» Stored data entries
|---|

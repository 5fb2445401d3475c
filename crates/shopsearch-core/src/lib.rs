#![deny(unused_variables)]

pub mod config;
pub mod error;
pub mod logging;
pub mod retry;
pub mod source;
pub mod traits;
pub mod types;

pub use error::{Error, ExpansionError, Result};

|---|

» Task item
Your answer should consist of every entry, repeated exactly.

» Result for this task
repository 5fb2445401d3475c
filename crates/shopsearch-core/src/lib.rs
#![deny(unused_variables)]

pub mod config;
pub mod error;
pub mod logging;
pub mod retry;
pub mod source;
pub mod traits;
pub mod types;

pub use error::{Error, ExpansionError, Result};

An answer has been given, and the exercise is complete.